What you should do
Only the lines from the start of the data through the one containing "pub fn new(location: impl" belong in your answer; return them exactly.

* * *

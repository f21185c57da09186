use std::fmt::Debug;
use std::ops::Range;
use std::path::{Path, PathBuf};
use std::sync::Arc;

use bytes::Bytes;
use tessera_error::TesseraResult;
use tessera_io::{ReadAt, TokioFile};

/// A file that a [`FileFormat`](crate::FileFormat) can inspect and scan.
///
/// The location identifies the file to caches, so two sources with the same location must
/// hold the same bytes.
pub trait FileSource: Debug + Send + Sync {
    fn location(&self) -> &str;

    /// Open a random-access handle to the file's bytes.
    fn open(&self) -> TesseraResult<Arc<dyn ReadAt>>;
}

/// A file held entirely in memory.
#[derive(Debug, Clone)]
pub struct InMemorySource {
    location: String,
    bytes: Bytes,
}

impl InMemorySource {
    pub fn new(location: impl Into<String>, bytes: impl Into<Bytes>) -> Self {
        Self {
            location: location.into(),
            bytes: bytes.into(),
        }
    }
}

impl FileSource for InMemorySource {
    fn location(&self) -> &str {
        &self.location
    }

    fn open(&self) -> TesseraResult<Arc<dyn ReadAt>> {
        Ok(Arc::new(self.bytes.clone()))
    }
}

/// A file on the local file system.
#[derive(Debug, Clone)]
pub struct LocalFileSource {
    path: PathBuf,
    location: String,
}

impl LocalFileSource {
    pub fn new(path: impl AsRef<Path>) -> Self {
        let path = path.as_ref().to_path_buf();
        Self {
            location: path.display().to_string(),
            path,
        }
    }

    pub fn path(&self) -> &Path {
        &self.path
    }
}

impl FileSource for LocalFileSource {
    fn location(&self) -> &str {
        &self.location
    }

    fn open(&self) -> TesseraResult<Arc<dyn ReadAt>> {
        Ok(Arc::new(TokioFile::open(&self.path)?))
    }
}

/// The unit of work a host hands to [`FileFormat::scan_batches`](crate::FileFormat::scan_batches):
/// a file, optionally restricted to a range of its rows.
#[derive(Debug, Clone)]
pub struct FileFragment {
    source: Arc<dyn FileSource>,
    row_range: Option<Range<u64>>,
}

impl FileFragment {
    pub fn new(source: Arc<dyn FileSource>) -> Self {
        Self {
            source,
            row_range: None,
        }
    }

    pub fn with_row_range(mut self, row_range: Range<u64>) -> Self {
        self.row_range = Some(row_range);
        self
    }

    pub fn source(&self) -> &Arc<dyn FileSource> {
        &self.source
    }

    pub fn row_range(&self) -> Option<Range<u64>> {
        self.row_range.clone()
    }
}

#[cfg(test)]
mod tests {
    use std::io::Write;

    use super::*;

    #[tokio::test]
    async fn in_memory_source_reads_its_bytes() {
        let source = InMemorySource::new("memory://a", Bytes::from_static(b"hello"));
        assert_eq!(source.location(), "memory://a");

        let read = source.open().unwrap();
        assert_eq!(read.size().await.unwrap(), 5);
        assert_eq!(read.read_byte_range(1..3).await.unwrap(), "el");
    }

    #[tokio::test]
    async fn local_source_reads_a_file() {
        let mut file = tempfile::NamedTempFile::new().unwrap();
        file.write_all(b"0123456789").unwrap();

        let source = LocalFileSource::new(file.path());
        assert_eq!(source.path(), file.path());
        let read = source.open().unwrap();
        assert_eq!(read.read_byte_range(7..10).await.unwrap(), "789");
    }

    #[test]
    fn missing_local_file_fails_to_open() {
        let dir = tempfile::tempdir().unwrap();
        let source = LocalFileSource::new(dir.path().join("missing.tessera"));
        assert!(source.open().is_err());
    }
}
//! This crate defines error & result types for Tessera.
//! It also contains a variety of useful macros for error handling.

use std::backtrace::Backtrace;
use std::borrow::Cow;
use std::fmt::{Debug, Display, Formatter};
use std::ops::Deref;
use std::{env, fmt, io};

/// A string that can be used as an error message.
#[derive(Debug)]
pub struct ErrString(Cow<'static, str>);

#[allow(clippy::fallible_impl_from)]
impl<T> From<T> for ErrString
where
    T: Into<Cow<'static, str>>,
{
    fn from(msg: T) -> Self {
        if env::var("TESSERA_PANIC_ON_ERR").as_deref().unwrap_or("") == "1" {
            panic!("{}\nBacktrace:\n{}", msg.into(), Backtrace::capture());
        } else {
            Self(msg.into())
        }
    }
}

impl AsRef<str> for ErrString {
    fn as_ref(&self) -> &str {
        &self.0
    }
}

impl Deref for ErrString {
    type Target = str;

    fn deref(&self) -> &Self::Target {
        &self.0
    }
}

impl Display for ErrString {
    fn fmt(&self, f: &mut Formatter<'_>) -> fmt::Result {
        Display::fmt(&self.0, f)
    }
}

/// Alias for [`Backtrace`] so that `thiserror` does not treat these fields as backtrace
/// providers, which requires the unstable `error_generic_member_access` feature.
type CapturedBacktrace = Backtrace;

/// The top-level error type for Tessera.
#[derive(thiserror::Error)]
#[non_exhaustive]
pub enum TesseraError {
    /// The file's bytes do not form a valid file: bad magic, bad checksum, truncation or an
    /// inconsistent manifest.
    #[error("corrupt file: {0}\nBacktrace:\n{1}")]
    CorruptFile(ErrString, CapturedBacktrace),
    /// The file was written by a newer format version than this build can read.
    #[error("unsupported format version {0}, newest supported is {1}\nBacktrace:\n{2}")]
    UnsupportedVersion(u16, u16, CapturedBacktrace),
    /// A schema (or a batch's schema) does not match what was expected.
    #[error("schema mismatch: {0}\nBacktrace:\n{1}")]
    SchemaMismatch(ErrString, CapturedBacktrace),
    /// A requested column or field does not exist.
    #[error("column not found: {0}\nBacktrace:\n{1}")]
    ColumnNotFound(ErrString, CapturedBacktrace),
    /// A requested row range exceeds the rows stored in the file.
    #[error("row range {0}..{1} out of bounds for {2} rows\nBacktrace:\n{3}")]
    RowRangeOutOfBounds(u64, u64, u64, CapturedBacktrace),
    /// A writer was used after it was finalized.
    #[error("writer closed: {0}\nBacktrace:\n{1}")]
    WriterClosed(ErrString, CapturedBacktrace),
    /// Options failed validation at construction.
    #[error("invalid configuration: {0}\nBacktrace:\n{1}")]
    InvalidConfiguration(ErrString, CapturedBacktrace),
    /// An argument to a function was invalid.
    #[error("{0}\nBacktrace:\n{1}")]
    InvalidArgument(ErrString, CapturedBacktrace),
    /// An assertion failed.
    #[error("{0}\nBacktrace:\n{1}")]
    AssertionFailed(ErrString, CapturedBacktrace),
    /// A wrapper for other errors, carrying additional context.
    #[error("{0}: {1}")]
    Context(ErrString, #[source] Box<TesseraError>),
    /// A wrapper for errors from the Arrow library.
    #[error(transparent)]
    ArrowError(#[from] arrow_schema::ArrowError),
    /// A wrapper for IO errors.
    #[error(transparent)]
    IOError(#[from] io::Error),
    /// A wrapper for protobuf decoding errors.
    #[error(transparent)]
    ProstDecodeError(#[from] prost::DecodeError),
    /// A wrapper for errors raised by joined tokio tasks.
    #[cfg(feature = "tokio")]
    #[error(transparent)]
    JoinError(#[from] tokio::task::JoinError),
}

impl TesseraError {
    /// Adds additional context to an error.
    pub fn with_context<T: Into<ErrString>>(self, msg: T) -> Self {
        TesseraError::Context(msg.into(), Box::new(self))
    }

    /// The innermost error, skipping any [`TesseraError::Context`] wrappers.
    pub fn root(&self) -> &TesseraError {
        match self {
            TesseraError::Context(_, inner) => inner.root(),
            other => other,
        }
    }
}

impl Debug for TesseraError {
    fn fmt(&self, f: &mut Formatter<'_>) -> fmt::Result {
        Display::fmt(self, f)
    }
}

/// A type alias for Results that return Tessera errors as their error type.
pub type TesseraResult<T> = Result<T, TesseraError>;

/// A trait for unwrapping a value that is expected to be present, panicking with a
/// [`TesseraError`] carrying the message otherwise.
pub trait TesseraExpect {
    /// The type of the value being expected.
    type Output;

    /// Returns the value or panics with the given message.
    fn tessera_expect(self, msg: &str) -> Self::Output;
}

impl<T, E> TesseraExpect for Result<T, E>
where
    E: Into<TesseraError>,
{
    type Output = T;

    #[inline(always)]
    fn tessera_expect(self, msg: &str) -> Self::Output {
        self.map_err(|err| err.into())
            .unwrap_or_else(|e| tessera_panic!(e.with_context(msg.to_string())))
    }
}

impl<T> TesseraExpect for Option<T> {
    type Output = T;

    #[inline(always)]
    fn tessera_expect(self, msg: &str) -> Self::Output {
        self.unwrap_or_else(|| {
            let err = TesseraError::AssertionFailed(msg.to_string().into(), Backtrace::capture());
            tessera_panic!(err)
        })
    }
}

/// A convenient macro for creating a [`TesseraError`].
#[macro_export]
macro_rules! tessera_err {
    (UnsupportedVersion: $found:expr, $supported:expr) => {{
        use std::backtrace::Backtrace;
        $crate::__private::must_use(
            $crate::TesseraError::UnsupportedVersion($found, $supported, Backtrace::capture())
        )
    }};
    (RowRangeOutOfBounds: $start:expr, $end:expr, $rows:expr) => {{
        use std::backtrace::Backtrace;
        $crate::__private::must_use(
            $crate::TesseraError::RowRangeOutOfBounds($start, $end, $rows, Backtrace::capture())
        )
    }};
    ($variant:ident: $fmt:literal $(, $arg:expr)* $(,)?) => {{
        use std::backtrace::Backtrace;
        $crate::__private::must_use(
            $crate::TesseraError::$variant(format!($fmt, $($arg),*).into(), Backtrace::capture())
        )
    }};
    ($variant:ident: $err:expr $(,)?) => {
        $crate::__private::must_use($crate::TesseraError::$variant($err))
    };
    ($fmt:literal $(, $arg:expr)* $(,)?) => {
        $crate::tessera_err!(InvalidArgument: $fmt, $($arg),*)
    };
}

/// A convenient macro for returning a [`TesseraError`].
#[macro_export]
macro_rules! tessera_bail {
    ($($tt:tt)+) => {
        return Err($crate::tessera_err!($($tt)+))
    };
}

/// A convenient macro for panicking with a [`TesseraError`] in the presence of a programmer
/// error (e.g., an invariant has been violated).
#[macro_export]
macro_rules! tessera_panic {
    ($variant:ident: $fmt:literal $(, $arg:expr)* $(,)?) => {
        $crate::tessera_panic!($crate::tessera_err!($variant: $fmt, $($arg),*))
    };
    ($err:expr, $fmt:literal $(, $arg:expr)* $(,)?) => {{
        let err: $crate::TesseraError = $err;
        panic!("{}", err.with_context(format!($fmt, $($arg),*)))
    }};
    ($fmt:literal $(, $arg:expr)* $(,)?) => {
        $crate::tessera_panic!($crate::tessera_err!($fmt, $($arg),*))
    };
    ($err:expr) => {{
        let err: $crate::TesseraError = $err;
        panic!("{}", err)
    }};
}

#[doc(hidden)]
pub mod __private {
    #[doc(hidden)]
    #[inline]
    #[cold]
    #[must_use]
    pub const fn must_use(error: crate::TesseraError) -> crate::TesseraError {
        error
    }
}

impl From<TesseraError> for io::Error {
    fn from(value: TesseraError) -> Self {
        match value {
            TesseraError::IOError(err) => err,
            other => io::Error::other(other),
        }
    }
}

impl From<TesseraError> for arrow_schema::ArrowError {
    fn from(value: TesseraError) -> Self {
        match value {
            TesseraError::ArrowError(err) => err,
            other => arrow_schema::ArrowError::ExternalError(Box::new(other)),
        }
    }
}

#[cfg(test)]
mod tests {
    use super::*;

    #[test]
    fn macro_selects_variant() {
        let err = tessera_err!(ColumnNotFound: "no field {}", 7);
        assert!(matches!(err, TesseraError::ColumnNotFound(..)));
        assert!(err.to_string().starts_with("column not found: no field 7"));
    }

    #[test]
    fn structured_variants() {
        let err = tessera_err!(RowRangeOutOfBounds: 2, 9, 5);
        assert!(matches!(err, TesseraError::RowRangeOutOfBounds(2, 9, 5, _)));

        let err = tessera_err!(UnsupportedVersion: 3, 1);
        assert!(err.to_string().starts_with("unsupported format version 3"));
    }

    #[test]
    fn context_keeps_root() {
        let err = tessera_err!(CorruptFile: "bad magic").with_context("opening file");
        assert!(matches!(err.root(), TesseraError::CorruptFile(..)));
        assert!(err.to_string().starts_with("opening file: corrupt file: bad magic"));
    }

    #[test]
    fn bail_returns_early() {
        fn check(n: usize) -> TesseraResult<usize> {
            if n <= 1 {
                tessera_bail!(InvalidConfiguration: "batch size must be greater than 1, got {}", n);
            }
            Ok(n)
        }

        assert!(matches!(
            check(1),
            Err(TesseraError::InvalidConfiguration(..))
        ));
        assert_eq!(check(2).unwrap(), 2);
    }

    #[test]
    #[should_panic(expected = "missing value")]
    fn expect_on_none_panics() {
        let value: Option<u8> = None;
        value.tessera_expect("missing value");
    }
}
use std::convert::identity;
use std::future::Future;
use std::sync::{Arc, LazyLock};

use futures::channel::oneshot;
use futures::future::BoxFuture;
use futures::{FutureExt, TryFutureExt};
use tessera_error::{TesseraError, TesseraExpect, TesseraResult, tessera_err};
use tokio::runtime::{Builder, Handle, Runtime};

/// An executor for the decode units of a scan.
///
/// Scans hand each unit to an executor and await its result, so a unit may run on another
/// thread while the caller keeps polling the stream.
pub trait TaskExecutor: 'static + Send + Sync {
    fn do_spawn(
        &self,
        fut: BoxFuture<'static, TesseraResult<()>>,
    ) -> BoxFuture<'static, TesseraResult<()>>;
}

impl<T: TaskExecutor + ?Sized> TaskExecutor for Arc<T> {
    fn do_spawn(
        &self,
        fut: BoxFuture<'static, TesseraResult<()>>,
    ) -> BoxFuture<'static, TesseraResult<()>> {
        self.as_ref().do_spawn(fut)
    }
}

pub trait TaskExecutorExt: TaskExecutor {
    fn spawn<T>(
        &self,
        fut: impl Future<Output = TesseraResult<T>> + Send + 'static,
    ) -> BoxFuture<'static, TesseraResult<T>>
    where
        T: 'static + Send;
}

impl<E: TaskExecutor + ?Sized> TaskExecutorExt for E {
    fn spawn<T>(
        &self,
        fut: impl Future<Output = TesseraResult<T>> + Send + 'static,
    ) -> BoxFuture<'static, TesseraResult<T>>
    where
        T: 'static + Send,
    {
        let (tx, rx) = oneshot::channel();
        let wrapped = async move {
            let result = fut.await;
            // The receiver is gone when the scan was dropped, so the result is not wanted.
            let _ = tx.send(result);
            Ok(())
        };

        let handle = self.do_spawn(wrapped.boxed());
        handle
            .and_then(|()| {
                rx.map_err(|e| tessera_err!("task was cancelled before completing: {e}"))
            })
            .map(|result| result.and_then(identity))
            .boxed()
    }
}

impl TaskExecutor for Handle {
    fn do_spawn(
        &self,
        f: BoxFuture<'static, TesseraResult<()>>,
    ) -> BoxFuture<'static, TesseraResult<()>> {
        Handle::spawn(self, f)
            .map_err(TesseraError::from)
            .map(|result| result.and_then(identity))
            .boxed()
    }
}

/// Runs every unit on the task that polls the scan.
#[derive(Debug, Default, Clone, Copy)]
pub struct InlineExecutor;

impl TaskExecutor for InlineExecutor {
    fn do_spawn(
        &self,
        fut: BoxFuture<'static, TesseraResult<()>>,
    ) -> BoxFuture<'static, TesseraResult<()>> {
        fut
    }
}

/// A dedicated multi-threaded runtime for decoding.
pub struct WorkerPool {
    runtime: Option<Runtime>,
}

impl WorkerPool {
    /// Start a pool with `worker_threads` threads, or one per core when `None`.
    pub fn new(worker_threads: Option<usize>) -> TesseraResult<Self> {
        let mut builder = Builder::new_multi_thread();
        builder.thread_name("tessera-worker").enable_all();
        if let Some(threads) = worker_threads {
            if threads == 0 {
                return Err(tessera_err!(
                    InvalidConfiguration: "a worker pool needs at least one thread"
                ));
            }
            builder.worker_threads(threads);
        }
        Ok(Self {
            runtime: Some(builder.build()?),
        })
    }

    pub fn handle(&self) -> Option<&Handle> {
        self.runtime.as_ref().map(Runtime::handle)
    }
}

impl TaskExecutor for WorkerPool {
    fn do_spawn(
        &self,
        fut: BoxFuture<'static, TesseraResult<()>>,
    ) -> BoxFuture<'static, TesseraResult<()>> {
        match self.handle() {
            Some(handle) => handle.do_spawn(fut),
            None => futures::future::ready(Err(tessera_err!("worker pool has shut down"))).boxed(),
        }
    }
}

impl Drop for WorkerPool {
    fn drop(&mut self) {
        // A runtime may be dropped from within another runtime, where blocking is not allowed.
        if let Some(runtime) = self.runtime.take() {
            runtime.shutdown_background();
        }
    }
}

static DEFAULT_POOL: LazyLock<Arc<WorkerPool>> = LazyLock::new(|| {
    Arc::new(WorkerPool::new(None).tessera_expect("failed to start the default worker pool"))
});

/// The process-wide worker pool used by scans that were not given an executor.
pub fn default_executor() -> Arc<dyn TaskExecutor> {
    DEFAULT_POOL.clone()
}

#[cfg(test)]
mod tests {
    use std::sync::atomic::{AtomicUsize, Ordering};

    use super::*;

    #[tokio::test]
    async fn inline_executor_returns_the_value() {
        let value = InlineExecutor.spawn(async { Ok(7) }).await.unwrap();
        assert_eq!(value, 7);
    }

    #[tokio::test]
    async fn errors_are_propagated() {
        let err = InlineExecutor
            .spawn(async { Err::<(), _>(tessera_err!("boom")) })
            .await
            .unwrap_err();
        assert!(err.to_string().contains("boom"));
    }

    #[tokio::test]
    async fn worker_pool_runs_on_named_threads() {
        let pool = WorkerPool::new(Some(2)).unwrap();
        let name = pool
            .spawn(async { Ok(std::thread::current().name().map(str::to_string)) })
            .await
            .unwrap();
        assert_eq!(name.as_deref(), Some("tessera-worker"));
    }

    #[tokio::test]
    async fn dropping_a_pool_inside_a_runtime() {
        let counter = Arc::new(AtomicUsize::new(0));
        let pool = WorkerPool::new(Some(1)).unwrap();
        let c = counter.clone();
        pool.spawn(async move {
            c.fetch_add(1, Ordering::SeqCst);
            Ok(())
        })
        .await
        .unwrap();
        drop(pool);
        assert_eq!(counter.load(Ordering::SeqCst), 1);
    }

    #[test]
    fn zero_threads_is_rejected() {
        assert!(WorkerPool::new(Some(0)).is_err());
    }

    #[tokio::test]
    async fn tokio_handle_executor() {
        let executor: Arc<dyn TaskExecutor> = Arc::new(Handle::current());
        assert_eq!(executor.spawn(async { Ok("done") }).await.unwrap(), "done");
    }
}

* * *

Task answer
repository f21185c57da09186
use std::fmt::Debug;
use std::ops::Range;
use std::path::{Path, PathBuf};
use std::sync::Arc;

use bytes::Bytes;
use tessera_error::TesseraResult;
use tessera_io::{ReadAt, TokioFile};

/// A file that a [`FileFormat`](crate::FileFormat) can inspect and scan.
///
/// The location identifies the file to caches, so two sources with the same location must
/// hold the same bytes.
pub trait FileSource: Debug + Send + Sync {
    fn location(&self) -> &str;

    /// Open a random-access handle to the file's bytes.
    fn open(&self) -> TesseraResult<Arc<dyn ReadAt>>;
}

/// A file held entirely in memory.
#[derive(Debug, Clone)]
pub struct InMemorySource {
    location: String,
    bytes: Bytes,
}

impl InMemorySource {
    pub fn new(location: impl Into<String>, bytes: impl Into<Bytes>) -> Self {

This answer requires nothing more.